Within the data below, count every line that includes "model" and report the total alone.
### Material for this task
//! Rule-based fast path.
//!
//! A handful of anchored patterns answer common, unambiguous queries with a
//! single direct tool call and no model round-trip. Rules are tried in a
//! fixed order so specific forms win over broad ones ("scan prefix x" before
//! anything that might also match it).

use std::sync::LazyLock;

use regex::Regex;
use serde_json::{json, Value};

use crate::tools::registry::ToolCallResult;
use crate::tools::DbTool;

use super::types::QueryResult;

/// Row cap for "show all keys".
const ALL_KEYS_LIMIT: usize = 1000;
/// Row cap for "scan prefix X".
const PREFIX_SCAN_LIMIT: usize = 100;

#[derive(Debug, Clone, Copy, PartialEq, Eq)]
enum RuleKind {
    PrefixScan,
    Get,
    AllKeys,
    ColumnFamilies,
    Stats,
}

static RULES: LazyLock<Vec<(RuleKind, Regex)>> = LazyLock::new(|| {
    let rules = [
        (RuleKind::PrefixScan, r"(?i)^scan\s+prefix\s+(.+)$"),
        (RuleKind::Get, r"(?i)^get\s+(.+)$"),
        (RuleKind::AllKeys, r"(?i)^(?:show|list)\s+all\s+keys?$"),
        (RuleKind::ColumnFamilies, r"(?i)^list\s+column\s+famil(?:y|ies)$"),
        (RuleKind::Stats, r"(?i)^stats?$"),
    ];
    rules
        .iter()
        .filter_map(|(kind, p)| Regex::new(p).ok().map(|re| (*kind, re)))
        .collect()
});

/// A matched rule, ready to run.
#[derive(Debug, Clone, PartialEq)]
pub struct RulePlan {
    pub tool: DbTool,
    pub arguments: Value,
    pub explanation: String,
    /// Field of the tool's JSON envelope returned as the result payload.
    projection: &'static str,
}

/// Match a query against the rules. Captured keys keep their original case.
pub fn match_rule(query: &str) -> Option<RulePlan> {
    let query = query.trim();
    let (kind, caps) = RULES
        .iter()
        .find_map(|(kind, re)| re.captures(query).map(|caps| (*kind, caps)))?;
    let captured = caps.get(1).map(|m| m.as_str().trim()).unwrap_or_default();

    let plan = match kind {
        RuleKind::PrefixScan => RulePlan {
            tool: DbTool::PrefixScan,
            arguments: json!({"prefix": captured, "limit": PREFIX_SCAN_LIMIT}),
            explanation: format!("Scanned keys with prefix: {captured}"),
            projection: "results",
        },
        RuleKind::Get => RulePlan {
            tool: DbTool::GetValue,
            arguments: json!({"key": captured}),
            explanation: format!("Retrieved value for key: {captured}"),
            projection: "value",
        },
        RuleKind::AllKeys => RulePlan {
            tool: DbTool::ScanRange,
            arguments: json!({"start_key": "", "end_key": "", "limit": ALL_KEYS_LIMIT}),
            explanation: "Retrieved all keys from database".to_string(),
            projection: "results",
        },
        RuleKind::ColumnFamilies => RulePlan {
            tool: DbTool::ListColumnFamilies,
            arguments: json!({}),
            explanation: "Listed all column families".to_string(),
            projection: "column_families",
        },
        RuleKind::Stats => RulePlan {
            tool: DbTool::GetStats,
            arguments: json!({}),
            explanation: "Retrieved database statistics".to_string(),
            projection: "stats",
        },
    };
    Some(plan)
}

impl RulePlan {
    /// Turn the tool outcome into a result.
    ///
    /// Returns `None` when the tool failed, so the caller can fall back to
    /// the model loop.
    pub fn to_result(&self, outcome: &ToolCallResult, intent: &str) -> Option<QueryResult> {
        if !outcome.success {
            tracing::debug!(
                tool = self.tool.name(),
                error = outcome.error.as_deref().unwrap_or(""),
                "rule handler failed, falling back to model"
            );
            return None;
        }
        let data = outcome
            .result
            .as_ref()
            .and_then(|r| r.get(self.projection))
            .cloned()
            .unwrap_or(Value::Null);
        Some(QueryResult::success(
            data,
            self.explanation.clone(),
            vec![self.tool.name().to_string()],
            intent,
        ))
    }
}

// ─── Tests ──────────────────────────────────────────────────────────────────

#[cfg(test)]
mod tests {
    use super::*;
    use crate::storage::{KvStore, MemoryStore};
    use crate::tools::ToolRegistry;
    use std::sync::Arc;

    async fn run(registry: &ToolRegistry, query: &str, intent: &str) -> Option<QueryResult> {
        let plan = match_rule(query)?;
        let outcome = registry.execute(plan.tool.name(), &plan.arguments).await;
        plan.to_result(&outcome, intent)
    }

    #[test]
    fn test_all_rules_compile() {
        assert_eq!(RULES.len(), 5);
    }

    #[test]
    fn test_get_preserves_key_case() {
        let plan = match_rule("GET User:ABC").unwrap();
        assert_eq!(plan.tool, DbTool::GetValue);
        assert_eq!(plan.arguments["key"], "User:ABC");
    }

    #[test]
    fn test_prefix_scan_not_shadowed() {
        let plan = match_rule("scan prefix user:").unwrap();
        assert_eq!(plan.tool, DbTool::PrefixScan);
        assert_eq!(plan.arguments["prefix"], "user:");
        assert_eq!(plan.arguments["limit"], 100);
    }

    #[test]
    fn test_other_rules() {
        assert_eq!(match_rule("show all keys").unwrap().tool, DbTool::ScanRange);
        assert_eq!(match_rule("list all key").unwrap().tool, DbTool::ScanRange);
        assert_eq!(
            match_rule("  list column families ").unwrap().tool,
            DbTool::ListColumnFamilies
        );
        assert_eq!(match_rule("stats").unwrap().tool, DbTool::GetStats);
        assert_eq!(match_rule("STAT").unwrap().tool, DbTool::GetStats);
    }

    #[test]
    fn test_no_match() {
        assert!(match_rule("what is the newest order?").is_none());
        assert!(match_rule("show all keys in users please").is_none());
        assert!(match_rule("").is_none());
    }

    #[tokio::test]
    async fn test_execute_get_projects_value() {
        let store = MemoryStore::new();
        store.put("default", "user:1", "alice").unwrap();
        let registry = ToolRegistry::new(Arc::new(store));

        let result = run(&registry, "get user:1", "get_value").await.unwrap();
        assert!(result.success);
        assert_eq!(result.data, json!("alice"));
        assert_eq!(result.tools_used, vec!["get_value_by_key"]);
        assert_eq!(result.explanation, "Retrieved value for key: user:1");
    }

    #[tokio::test]
    async fn test_execute_missing_key_falls_through() {
        let registry = ToolRegistry::new(Arc::new(MemoryStore::new()));
        assert!(run(&registry, "get nope", "get_value").await.is_none());
    }

    #[tokio::test]
    async fn test_execute_list_column_families() {
        let registry = ToolRegistry::new(Arc::new(MemoryStore::new()));
        let result = run(&registry, "list column families", "list_cf").await.unwrap();
        assert_eq!(result.data, json!(["default"]));
    }
}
######
▶ Exercise result: 3